The Hawaii State Foundation on Culture and the Arts was established by the Hawaii State Legislature in 1965 to "promote, perpetuate, preserve, and encourage culture and the arts, history and the humanities as central to the quality of life of the people of Hawaii". It allowed Hawaii to receive federal grants from the National Endowment for the Arts.

In 1967, the Hawaii State Legislature enacted the Art in State Buildings Law, to be administered by the foundation. It mandated that 1% of the construction costs of new state buildings be set aside to purchase art.

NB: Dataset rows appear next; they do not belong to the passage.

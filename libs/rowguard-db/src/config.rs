//! Serde-backed connection and session configuration.

use std::time::Duration;

use rowguard_security::Principal;
use sea_orm::{ConnectOptions, Database, DatabaseConnection};
use serde::{Deserialize, Serialize};

use crate::secure::AuthError;

fn default_max_conns() -> u32 {
    10
}

fn default_min_conns() -> u32 {
    1
}

fn default_connect_timeout_secs() -> u64 {
    30
}

fn default_principal<I>() -> Principal<I> {
    Principal::Allow
}

/// Database connection settings.
#[derive(Debug, Clone, Deserialize, Serialize)]
#[serde(deny_unknown_fields)]
pub struct DbConfig {
    /// Connection string, e.g. `sqlite::memory:` or `postgres://user@host/db`.
    pub dsn: String,
    #[serde(default = "default_max_conns")]
    pub max_conns: u32,
    #[serde(default = "default_min_conns")]
    pub min_conns: u32,
    #[serde(default = "default_connect_timeout_secs")]
    pub connect_timeout_secs: u64,
    /// Forward sqlx statement logging to `tracing`.
    #[serde(default)]
    pub sqlx_logging: bool,
}

impl DbConfig {
    #[must_use]
    pub fn new(dsn: impl Into<String>) -> Self {
        Self {
            dsn: dsn.into(),
            max_conns: default_max_conns(),
            min_conns: default_min_conns(),
            connect_timeout_secs: default_connect_timeout_secs(),
            sqlx_logging: false,
        }
    }

    /// In-memory `SQLite` databases live and die with a single connection.
    #[must_use]
    pub fn is_sqlite_memory(&self) -> bool {
        self.dsn.starts_with("sqlite:")
            && (self.dsn.contains(":memory:") || self.dsn.contains("mode=memory"))
    }

    fn scheme(&self) -> &str {
        self.dsn.split(':').next().unwrap_or_default()
    }
}

/// A database plus the principal sessions start with.
///
/// ```json
/// { "db": { "dsn": "sqlite::memory:" }, "default_principal": { "Identity": "alice" } }
/// ```
#[derive(Debug, Clone, Deserialize, Serialize)]
#[serde(deny_unknown_fields)]
pub struct SessionConfig<I> {
    pub db: DbConfig,
    #[serde(default = "default_principal")]
    pub default_principal: Principal<I>,
}

/// Open a `SeaORM` connection for `config`.
///
/// In-memory `SQLite` DSNs are pinned to a single pooled connection regardless
/// of the configured pool size.
///
/// # Errors
/// Returns `AuthError::Invalid` for an empty DSN and `AuthError::Db` when the
/// engine refuses the connection.
pub async fn connect_db(config: &DbConfig) -> Result<DatabaseConnection, AuthError> {
    if config.dsn.trim().is_empty() {
        return Err(AuthError::Invalid("database dsn must not be empty"));
    }

    let (max_conns, min_conns) = if config.is_sqlite_memory() {
        (1, 1)
    } else {
        (config.max_conns, config.min_conns.min(config.max_conns))
    };

    let mut opts = ConnectOptions::new(config.dsn.clone());
    opts.max_connections(max_conns)
        .min_connections(min_conns)
        .connect_timeout(Duration::from_secs(config.connect_timeout_secs))
        .sqlx_logging(config.sqlx_logging);

    tracing::info!(
        scheme = config.scheme(),
        max_conns,
        min_conns,
        "opening database connection"
    );

    Ok(Database::connect(opts).await?)
}
use rowguard_security::{Identity, Principal, QueryOp};
use sea_orm::sea_query::{IntoCondition, SimpleExpr};
use sea_orm::{
    ActiveModelTrait, DbBackend, DeleteMany, DeleteResult, EntityTrait, QueryFilter, UpdateMany,
    UpdateResult,
};

use crate::secure::discover::{EntityDescriptor, Intercepted, QueryLike};
use crate::secure::{AuthError, AuthPolicy, DbRunner, DbRunnerInternal, SeaOrmRunner};

/// A `SeaORM` `UpdateMany` bound to a principal.
///
/// The entity's row filters are folded into the `WHERE` clause right before
/// [`exec`](Self::exec), so an identity can only touch rows it could select.
///
/// # Example
/// ```ignore
/// session
///     .update_many::<document::Entity>()
///     .col_expr(document::Column::Title, Expr::value("archived"))
///     .filter(document::Column::FolderId.eq(7))
///     .exec(&session)
///     .await?;
/// ```
#[must_use]
#[derive(Clone, Debug)]
pub struct AuthUpdateMany<E: EntityTrait, I> {
    pub(crate) q: Intercepted<UpdateMany<E>, I>,
}

impl<E, I> AuthUpdateMany<E, I>
where
    E: AuthPolicy<I>,
    I: Identity,
{
    pub(crate) fn new(principal: Principal<I>) -> Self {
        Self {
            q: Intercepted::new(
                E::update_many(),
                principal,
                vec![EntityDescriptor::of::<E>()],
                1,
            ),
        }
    }

    /// Set a column expression (mirrors `SeaORM`'s `UpdateMany::col_expr`).
    pub fn col_expr(mut self, col: E::Column, expr: SimpleExpr) -> Self {
        self.q = self.q.with_inner(|u| u.col_expr(col, expr));
        self
    }

    /// Set every `Set` column of an active model.
    pub fn set<A>(mut self, model: A) -> Self
    where
        A: ActiveModelTrait<Entity = E>,
    {
        self.q = self.q.with_inner(|u| u.set(model));
        self
    }

    pub fn filter<F: IntoCondition>(mut self, filter: F) -> Self {
        self.q = self.q.with_inner(|u| QueryFilter::filter(u, filter));
        self
    }

    /// Execute the update.
    ///
    /// # Errors
    /// `AuthError::Denied` for `Principal::Deny` (nothing is sent to the engine),
    /// `AuthError::Db` if the engine fails.
    #[tracing::instrument(
        level = "debug",
        skip_all,
        fields(entity = self.q.primary(), principal = %self.q.principal)
    )]
    pub async fn exec(self, runner: &impl DbRunner) -> Result<UpdateResult, AuthError> {
        let q = self.q.apply_row_policy(QueryOp::Update)?;
        let res = match DbRunnerInternal::as_seaorm(runner) {
            SeaOrmRunner::Conn(db) => q.inner.exec(db).await?,
            SeaOrmRunner::Tx(tx) => q.inner.exec(tx).await?,
        };
        tracing::debug!(rows_affected = res.rows_affected, "update executed");
        Ok(res)
    }
}

/// A `SeaORM` `DeleteMany` bound to a principal.
#[must_use]
#[derive(Clone, Debug)]
pub struct AuthDeleteMany<E: EntityTrait, I> {
    pub(crate) q: Intercepted<DeleteMany<E>, I>,
}

impl<E, I> AuthDeleteMany<E, I>
where
    E: AuthPolicy<I>,
    I: Identity,
{
    pub(crate) fn new(principal: Principal<I>) -> Self {
        Self {
            q: Intercepted::new(
                E::delete_many(),
                principal,
                vec![EntityDescriptor::of::<E>()],
                1,
            ),
        }
    }

    pub fn filter<F: IntoCondition>(mut self, filter: F) -> Self {
        self.q = self.q.with_inner(|d| QueryFilter::filter(d, filter));
        self
    }

    /// Execute the delete.
    ///
    /// # Errors
    /// `AuthError::Denied` for `Principal::Deny` (nothing is sent to the engine),
    /// `AuthError::Db` if the engine fails.
    #[tracing::instrument(
        level = "debug",
        skip_all,
        fields(entity = self.q.primary(), principal = %self.q.principal)
    )]
    pub async fn exec(self, runner: &impl DbRunner) -> Result<DeleteResult, AuthError> {
        let q = self.q.apply_row_policy(QueryOp::Delete)?;
        let res = match DbRunnerInternal::as_seaorm(runner) {
            SeaOrmRunner::Conn(db) => q.inner.exec(db).await?,
            SeaOrmRunner::Tx(tx) => q.inner.exec(tx).await?,
        };
        tracing::debug!(rows_affected = res.rows_affected, "delete executed");
        Ok(res)
    }
}

impl<E, I> QueryLike<I> for AuthUpdateMany<E, I>
where
    E: AuthPolicy<I>,
    I: Identity,
{
    fn principal(&self) -> &Principal<I> {
        &self.q.principal
    }

    fn participants(&self) -> Vec<&str> {
        self.q.participants()
    }

    fn apply_row_policy(mut self, op: QueryOp) -> Result<Self, AuthError> {
        self.q = self.q.apply_row_policy(op)?;
        Ok(self)
    }

    fn build(&self, backend: DbBackend) -> Result<String, AuthError> {
        self.q.render(backend)
    }
}

impl<E, I> QueryLike<I> for AuthDeleteMany<E, I>
where
    E: AuthPolicy<I>,
    I: Identity,
{
    fn principal(&self) -> &Principal<I> {
        &self.q.principal
    }

    fn participants(&self) -> Vec<&str> {
        self.q.participants()
    }

    fn apply_row_policy(mut self, op: QueryOp) -> Result<Self, AuthError> {
        self.q = self.q.apply_row_policy(op)?;
        Ok(self)
    }

    fn build(&self, backend: DbBackend) -> Result<String, AuthError> {
        self.q.render(backend)
    }
}
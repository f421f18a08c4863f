use std::{collections::HashMap, sync::Arc};

use axum::{
    body::Bytes,
    extract::{Path, Query, State},
    http::StatusCode,
    response::{IntoResponse, Response},
    routing::post,
    Json, Router,
};
use hmac::{Hmac, Mac};
use serde::Deserialize;
use serde_json::{json, Map, Value};
use sha2::Sha256;
use tokio::{net::TcpListener, sync::RwLock};
use uuid::Uuid;

/// `specificCode` for a batch that has not finished yet.
pub const NOT_COMPLETED: u32 = 24114;
/// `specificCode` for an `asyncId` the server never issued.
pub const UNKNOWN_BATCH: u32 = 24113;

/// Credentials the mock accepts.
#[derive(Clone, Debug)]
pub struct MockConfig {
    pub api_key: String,
    pub api_secret: String,
}

impl Default for MockConfig {
    fn default() -> Self {
        Self {
            api_key: "test-key".to_string(),
            api_secret: "test-secret".to_string(),
        }
    }
}

struct Batch {
    results: Vec<Value>,
    pending_polls: u32,
}

#[derive(Default)]
struct Store {
    companies: Vec<Map<String, Value>>,
    contacts: Vec<Map<String, Value>>,
    invoices: Vec<Map<String, Value>>,
    batches: HashMap<String, Batch>,
    next_id: u64,
}

struct AppState {
    config: MockConfig,
    store: RwLock<Store>,
}

type Shared = Arc<AppState>;

#[derive(Deserialize)]
struct ActionQuery {
    action: String,
}

#[derive(Deserialize)]
struct WireJob {
    namespace: String,
    action: String,
    #[serde(default)]
    parameters: Map<String, Value>,
}

/// An iVvy-style error body with its HTTP status.
#[derive(Debug)]
struct Failure {
    status: StatusCode,
    specific_code: u32,
    message: String,
}

impl Failure {
    fn new(status: StatusCode, specific_code: u32, message: impl Into<String>) -> Self {
        Self {
            status,
            specific_code,
            message: message.into(),
        }
    }

    fn body(&self) -> Value {
        json!({
            "errorCode": self.status.as_u16(),
            "specificCode": self.specific_code,
            "message": self.message,
        })
    }
}

impl IntoResponse for Failure {
    fn into_response(self) -> Response {
        (self.status, Json(self.body())).into_response()
    }
}

/// The signing scheme iVvy clients use: hex HMAC-SHA256 over
/// `apiKey\ntimestamp\npayload`, keyed with the secret.
pub fn sign(api_key: &str, api_secret: &str, timestamp: u64, payload: &[u8]) -> String {
    let mut mac = Hmac::<Sha256>::new_from_slice(api_secret.as_bytes())
        .expect("HMAC accepts keys of any length");
    mac.update(format!("{api_key}\n{timestamp}\n").as_bytes());
    mac.update(payload);
    hex::encode(mac.finalize().into_bytes())
}

pub fn app(config: MockConfig) -> Router {
    let mut store = Store::default();
    seed_invoices(&mut store);
    let state = Arc::new(AppState {
        config,
        store: RwLock::new(store),
    });
    Router::new()
        .route("/api/1.0/{namespace}", post(dispatch))
        .with_state(state)
}

pub async fn run(listener: TcpListener, config: MockConfig) -> Result<(), std::io::Error> {
    axum::serve(listener, app(config)).await
}

fn seed_invoices(store: &mut Store) {
    for (reference, total) in [("INV-1001", 110.0), ("INV-1002", 42.5)] {
        store.next_id += 1;
        let invoice = json!({
            "id": store.next_id,
            "reference": reference,
            "title": format!("Invoice {reference}"),
            "currency": "AUD",
            "totalCost": total,
            "amountPaid": 0,
            "status": 1,
        });
        if let Value::Object(map) = invoice {
            store.invoices.push(map);
        }
    }
}

async fn dispatch(
    State(state): State<Shared>,
    Path(namespace): Path<String>,
    Query(query): Query<ActionQuery>,
    body: Bytes,
) -> Response {
    let payload = match open_envelope(&state.config, &body) {
        Ok(payload) => payload,
        Err(failure) => {
            tracing::warn!(namespace = %namespace, action = %query.action, message = %failure.message, "rejected request");
            return failure.into_response();
        }
    };
    tracing::debug!(namespace = %namespace, action = %query.action, "request");

    let mut store = state.store.write().await;
    let outcome = match (namespace.as_str(), query.action.as_str()) {
        ("batch", "run") => run_batch(&mut store, payload),
        ("batch", "results") => batch_results(&mut store, &payload),
        (namespace, action) => execute(&mut store, namespace, action, payload),
    };
    match outcome {
        Ok(body) => (StatusCode::OK, Json(body)).into_response(),
        Err(failure) => failure.into_response(),
    }
}

/// Check credentials and signature, returning the payload without the
/// envelope fields.
fn open_envelope(config: &MockConfig, body: &[u8]) -> Result<Map<String, Value>, Failure> {
    let unauthorized = |msg: &str| Failure::new(StatusCode::UNAUTHORIZED, 24010, msg);

    let mut payload = match serde_json::from_slice(body) {
        Ok(Value::Object(map)) => map,
        _ => return Err(Failure::new(StatusCode::BAD_REQUEST, 24001, "body must be a JSON object")),
    };
    let api_key = payload.remove("apiKey");
    let timestamp = payload.remove("timestamp");
    let signature = payload.remove("signature");

    let api_key = api_key.as_ref().and_then(Value::as_str).ok_or_else(|| unauthorized("missing apiKey"))?;
    let timestamp = timestamp.as_ref().and_then(Value::as_u64).ok_or_else(|| unauthorized("missing timestamp"))?;
    let signature = signature.as_ref().and_then(Value::as_str).ok_or_else(|| unauthorized("missing signature"))?;

    if api_key != config.api_key {
        return Err(unauthorized("unknown apiKey"));
    }
    let canonical = serde_json::to_vec(&payload)
        .map_err(|e| Failure::new(StatusCode::BAD_REQUEST, 24001, e.to_string()))?;
    if sign(api_key, &config.api_secret, timestamp, &canonical) != signature {
        return Err(unauthorized("signature mismatch"));
    }
    Ok(payload)
}

fn run_batch(store: &mut Store, mut payload: Map<String, Value>) -> Result<Value, Failure> {
    let jobs: Vec<WireJob> = payload
        .remove("jobs")
        .map(serde_json::from_value::<Vec<WireJob>>)
        .transpose()
        .map_err(|e| Failure::new(StatusCode::BAD_REQUEST, 24002, format!("invalid jobs: {e}")))?
        .ok_or_else(|| Failure::new(StatusCode::BAD_REQUEST, 24002, "missing jobs"))?;

    let results = jobs
        .into_iter()
        .map(|job| {
            let request = Value::Object(job.parameters.clone());
            let response = match execute(store, &job.namespace, &job.action, job.parameters) {
                Ok(response) => response,
                Err(failure) => failure.body(),
            };
            json!({
                "namespace": job.namespace,
                "action": job.action,
                "request": request,
                "response": response,
            })
        })
        .collect::<Vec<_>>();

    let async_id = Uuid::new_v4().to_string();
    tracing::info!(async_id = %async_id, jobs = results.len(), "batch queued");
    store.batches.insert(
        async_id.clone(),
        Batch {
            results,
            pending_polls: 1,
        },
    );
    Ok(json!({ "asyncId": async_id }))
}

fn batch_results(store: &mut Store, payload: &Map<String, Value>) -> Result<Value, Failure> {
    let async_id = payload
        .get("asyncId")
        .and_then(Value::as_str)
        .ok_or_else(|| Failure::new(StatusCode::BAD_REQUEST, 24002, "missing asyncId"))?;
    let batch = store
        .batches
        .get_mut(async_id)
        .ok_or_else(|| Failure::new(StatusCode::BAD_REQUEST, UNKNOWN_BATCH, "unknown asyncId"))?;

    if batch.pending_polls > 0 {
        batch.pending_polls -= 1;
        return Err(Failure::new(StatusCode::BAD_REQUEST, NOT_COMPLETED, "batch not completed"));
    }
    Ok(json!({ "results": batch.results }))
}

/// Run one job against the store.
fn execute(
    store: &mut Store,
    namespace: &str,
    action: &str,
    parameters: Map<String, Value>,
) -> Result<Value, Failure> {
    match (namespace, action) {
        ("test", "ping") => Ok(json!({ "success": true })),
        ("contact", "addOrUpdateCompany") => upsert(store, Collection::Companies, parameters),
        ("contact", "addOrUpdateContact") => upsert(store, Collection::Contacts, parameters),
        ("contact", "getCompanyList") => Ok(list(&store.companies)),
        ("contact", "getContactList") => Ok(list(&store.contacts)),
        ("invoice", "getInvoiceList") => Ok(list(&store.invoices)),
        _ => Err(Failure::new(
            StatusCode::NOT_FOUND,
            24404,
            format!("unknown action {namespace}.{action}"),
        )),
    }
}

#[derive(Clone, Copy)]
enum Collection {
    Companies,
    Contacts,
}

fn upsert(store: &mut Store, collection: Collection, record: Map<String, Value>) -> Result<Value, Failure> {
    let id = match record.get("id").and_then(Value::as_u64) {
        Some(id) => {
            let rows = match collection {
                Collection::Companies => &mut store.companies,
                Collection::Contacts => &mut store.contacts,
            };
            let row = rows
                .iter_mut()
                .find(|row| row.get("id").and_then(Value::as_u64) == Some(id))
                .ok_or_else(|| Failure::new(StatusCode::NOT_FOUND, 24405, format!("no record with id {id}")))?;
            row.extend(record);
            id
        }
        None => {
            store.next_id += 1;
            let id = store.next_id;
            let mut row = record;
            row.insert("id".to_string(), json!(id));
            match collection {
                Collection::Companies => store.companies.push(row),
                Collection::Contacts => store.contacts.push(row),
            }
            id
        }
    };
    Ok(json!({ "success": true, "id": id }))
}

fn list(rows: &[Map<String, Value>]) -> Value {
    json!({
        "meta": {
            "totalResults": rows.len(),
            "start": 0,
            "perPage": rows.len(),
            "count": rows.len(),
        },
        "results": rows,
    })
}
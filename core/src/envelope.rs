//! The signed request body every iVvy call carries.

use serde::Serialize;
use serde_json::{Map, Value};
use tracing::warn;

use crate::config::Credentials;
use crate::signer::{canonical_payload, Signer};

const RESERVED_KEYS: [&str; 3] = ["apiKey", "timestamp", "signature"];

/// `{"apiKey", "timestamp", "signature", ...payload}` on the wire.
///
/// The signature covers the key, the timestamp and the canonical payload, so
/// an envelope is valid for exactly one send. Build a new one per request.
#[derive(Debug, Clone, Serialize)]
#[serde(rename_all = "camelCase")]
pub struct BatchEnvelope {
    api_key: String,
    timestamp: u64,
    signature: String,
    #[serde(flatten)]
    payload: Map<String, Value>,
}

impl BatchEnvelope {
    /// Sign `payload` and wrap it. Payload entries that collide with the
    /// envelope's own fields are dropped before signing.
    pub fn seal<S: Signer + ?Sized>(
        credentials: &Credentials,
        signer: &S,
        timestamp: u64,
        mut payload: Map<String, Value>,
    ) -> Result<Self, serde_json::Error> {
        for key in strip_reserved(&mut payload) {
            warn!(key, "dropping payload entry that collides with an envelope field");
        }
        let canonical = canonical_payload(&payload)?;
        let signature = signer.sign(
            &credentials.api_key,
            &credentials.api_secret,
            timestamp,
            &canonical,
        );
        Ok(Self {
            api_key: credentials.api_key.clone(),
            timestamp,
            signature,
            payload,
        })
    }

    pub fn timestamp(&self) -> u64 {
        self.timestamp
    }

    pub fn signature(&self) -> &str {
        &self.signature
    }

    pub fn payload(&self) -> &Map<String, Value> {
        &self.payload
    }

    pub fn to_json(&self) -> Result<String, serde_json::Error> {
        serde_json::to_string(self)
    }
}

/// Remove the envelope's own field names from `payload`, returning the keys
/// that were present.
fn strip_reserved(payload: &mut Map<String, Value>) -> Vec<&'static str> {
    RESERVED_KEYS
        .into_iter()
        .filter(|key| payload.remove(*key).is_some())
        .collect()
}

Hawaii thus became the first state in the United States with a Percent for Art law.

In 1970, the foundation and the state Department of Education jointly established the Artists in the Schools Program, making Hawaii the first state to establish a statewide partnership between schools and professional artists.

In 1989, the Art for State Buildings Law was expanded to establish the Works of Art Special Fund, a permanent fund for the purchase of art, also managed by the foundation.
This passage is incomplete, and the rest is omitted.